How, then, do they arrive at the “best explanation” for the shadows? The key is to test each hypothesis one at a time, searching for inconsistencies between the hypothesis and the observed shadows. By identifying shadows that cannot possibly result from a given hypothesis, they can rule it out. If they are fortunate, this process leaves one hypothesis standing. If not, they may face the task of refining their hypotheses or acknowledging that none of them work.
In the history of science, this process has often been described using the phrase “saving the appearances” or “preserving the phenomena.” In ancient astronomy, “saving the appearances” meant any theory that could predict what you’d actually see in the night sky. The appearances, what we directly observe in nature, are like the shadows on Plato’s cave wall. A hypothesis is a proposed explanation for the hidden causes of those appearances. To test it, we deduce conclusions (or predictions) from the hypothesis and compare them to what we observe in the real world. The better a hypothesis “saves the appearances,” the more compelling it becomes.
For example, imagine hypothesizing that one of the unseen objects in the cave is a horse. If this hypothesis is correct, it should produce certain predictable shadows. When we observe the wall, do we see those shadows? If not, we discard the hypothesis. If the shadows align, the hypothesis remains viable, for now.

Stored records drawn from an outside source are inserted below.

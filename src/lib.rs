//! `fcst_core`: a univariate time-series forecasting engine.
//!
//! Ships a shared [`Forecaster`] contract, a handful of baselines, and
//! three families of more sophisticated models: a gradient-boosted additive
//! decomposition ([`mfles`]), exponential smoothing state-space models
//! ([`ets`]), and Box-Jenkins ARIMA ([`arima`]), plus TBATS ([`tbats`]) and
//! MSTL ([`mstl`]) decomposition-based forecasters. [`cv`] cross-validates
//! any forecaster, [`ensemble`] combines several, and [`diagnostics`] wraps
//! an auto-search model to report what it tried.

pub mod arima;
pub mod automfles;
pub mod baselines;
pub mod cancel;
pub mod cv;
pub mod decomposition;
pub mod diagnostics;
pub mod ensemble;
pub mod error;
pub mod ets;
pub mod forecaster;
pub mod intervals;
pub mod metrics;
pub mod mfles;
pub mod mstl;
pub mod numerics;
pub mod series;
pub mod tbats;

pub use automfles::{AutoMfles, AutoMflesConfig};
pub use baselines::{Naive, Ses, Sma, SeasonalNaive, Theta};
pub use cancel::CancellationToken;
pub use cv::{CVConfig, CVFold, CVResult, FoldScore, WindowKind};
pub use diagnostics::{AutoDiagnostics, AutoSearch, SearchDiagnostics};
pub use ensemble::{CombinationPolicy, Ensemble};
pub use error::{ForecastError, Result};
pub use arima::{ArimaConfig, Arima, AutoArima};
pub use ets::{AutoEts, Ets, EtsConfig, EtsSpec};
pub use forecaster::{AccuracyMetrics, Capabilities, Forecaster};
pub use mfles::{Mfles, MflesConfig};
pub use mstl::{AutoMstl, Mstl, MstlConfig};
pub use series::{Forecast, ModelComponents, Series};
pub use tbats::{AutoTbats, Tbats, TbatsConfig};

#[cfg(test)]
mod tests {
    use super::*;

    /// End-to-end: fit a baseline on a short seasonal series, forecast, and
    /// score against a naive reference — exercises the full public surface
    /// in one pass.
    #[test]
    fn seasonal_naive_end_to_end() {
        let values = vec![
            112.0, 118.0, 132.0, 129.0, 121.0, 135.0, 148.0, 148.0, 136.0, 119.0, 104.0, 118.0, 115.0, 126.0, 141.0, 135.0,
        ];
        let series = Series::new(values.clone()).unwrap();
        let mut model = SeasonalNaive::new(12).unwrap();
        let token = CancellationToken::new();
        model.fit(&series, &token).unwrap();
        let forecast = model.predict(4).unwrap();
        assert_eq!(forecast.point.len(), 4);

        let mut baseline = Naive::default();
        baseline.fit(&series, &token).unwrap();
        let baseline_forecast = baseline.predict(4).unwrap();

        let actual = vec![126.0, 135.0, 150.0, 140.0];
        let score = model.score(&actual, &forecast.point, &baseline_forecast.point).unwrap();
        assert!(score.mae >= 0.0);
    }

    /// Synthetic sine-plus-trend series: MFLES should recover both signal
    /// components with reasonably low reconstruction error.
    #[test]
    fn mfles_recovers_sine_plus_trend() {
        let period = 12;
        let values: Vec<f64> = (0..60)
            .map(|i| 20.0 + 0.4 * i as f64 + 8.0 * (2.0 * std::f64::consts::PI * i as f64 / period as f64).sin())
            .collect();
        let series = Series::new(values.clone()).unwrap();
        let config = MflesConfig { seasonal_periods: vec![period], ..MflesConfig::default() };
        let mut model = Mfles::new(config).unwrap();
        model.fit(&series, &CancellationToken::new()).unwrap();
        let fitted = model.fitted_values().unwrap();
        let mae: f64 = values.iter().zip(fitted.iter()).map(|(a, f)| (a - f).abs()).sum::<f64>() / values.len() as f64;
        assert!(mae < 10.0, "mfles mae too high: {mae}");
    }

    /// Rolling-window CV fold boundaries never overlap the held-out window
    /// with its own training window.
    #[test]
    fn rolling_cv_folds_do_not_leak_into_training() {
        let config = CVConfig { horizon: 3, step: 3, gap: 1, strategy: WindowKind::Rolling, initial_window: 10, ..CVConfig::default() };
        let folds = cv::generate_folds(40, &config).unwrap();
        assert!(!folds.is_empty());
        for fold in &folds {
            assert!(fold.test_start >= fold.train_end + config.gap);
        }
    }

    /// An ensemble of two baselines should never blow past either member's
    /// worst-case forecast by more than a small margin.
    #[test]
    fn ensemble_combines_within_member_bounds() {
        let values: Vec<f64> = (0..20).map(|i| 10.0 + (i % 3) as f64 * 0.5).collect();
        let series = Series::new(values).unwrap();
        let members: Vec<Box<dyn Forecaster>> = vec![Box::new(Naive::default()), Box::new(Ses::new(0.4).unwrap())];
        let mut ensemble = Ensemble::new(members, CombinationPolicy::Mean).unwrap();
        ensemble.fit(&series, &CancellationToken::new()).unwrap();
        let forecast = ensemble.predict(2).unwrap();

        let mut naive = Naive::default();
        naive.fit(&series, &CancellationToken::new()).unwrap();
        let naive_point = naive.predict(2).unwrap().point;

        for (e, n) in forecast.point.iter().zip(naive_point.iter()) {
            assert!((e - n).abs() < 5.0);
        }
    }

    /// AutoMFLES's grid search evaluates exactly the configured candidate
    /// count and reports it through diagnostics.
    #[test]
    fn automfles_grid_evaluation_count_matches_search_space() {
        let values: Vec<f64> = (0..40).map(|i| 10.0 + 0.2 * i as f64).collect();
        let series = Series::new(values).unwrap();
        let search = AutoMflesConfig {
            trend_methods: vec![decomposition::TrendMethod::Linear, decomposition::TrendMethod::Robust],
            fourier_orders: vec![1],
            max_rounds_options: vec![3, 5],
            seasonal_periods: Vec::new(),
            cv_horizon: 1,
        };
        let mut auto = AutoMfles::new(search);
        auto.fit(&series, &CancellationToken::new()).unwrap();
        assert_eq!(auto.models_evaluated(), 4);
    }
}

The beauty of this process lies in its dual nature. The act of forming a hypothesis requires creativity, an imaginative leap to propose what might be behind the fire. But once a hypothesis is formed, its evaluation is a rigorous process of deduction and comparison to observation.
This interplay between creativity and rigor is evident in some of the greatest scientific breakthroughs. Newton, for instance, proposed a hypothesis that was anything but obvious: the force that causes an apple to fall to the ground is the same force that governs the motion of the planets. Before Newton, no one had imagined that terrestrial and celestial motions could share a common cause. His imaginative leap gave rise to the theory of universal gravitation, a framework that preserved the phenomena with remarkable precision.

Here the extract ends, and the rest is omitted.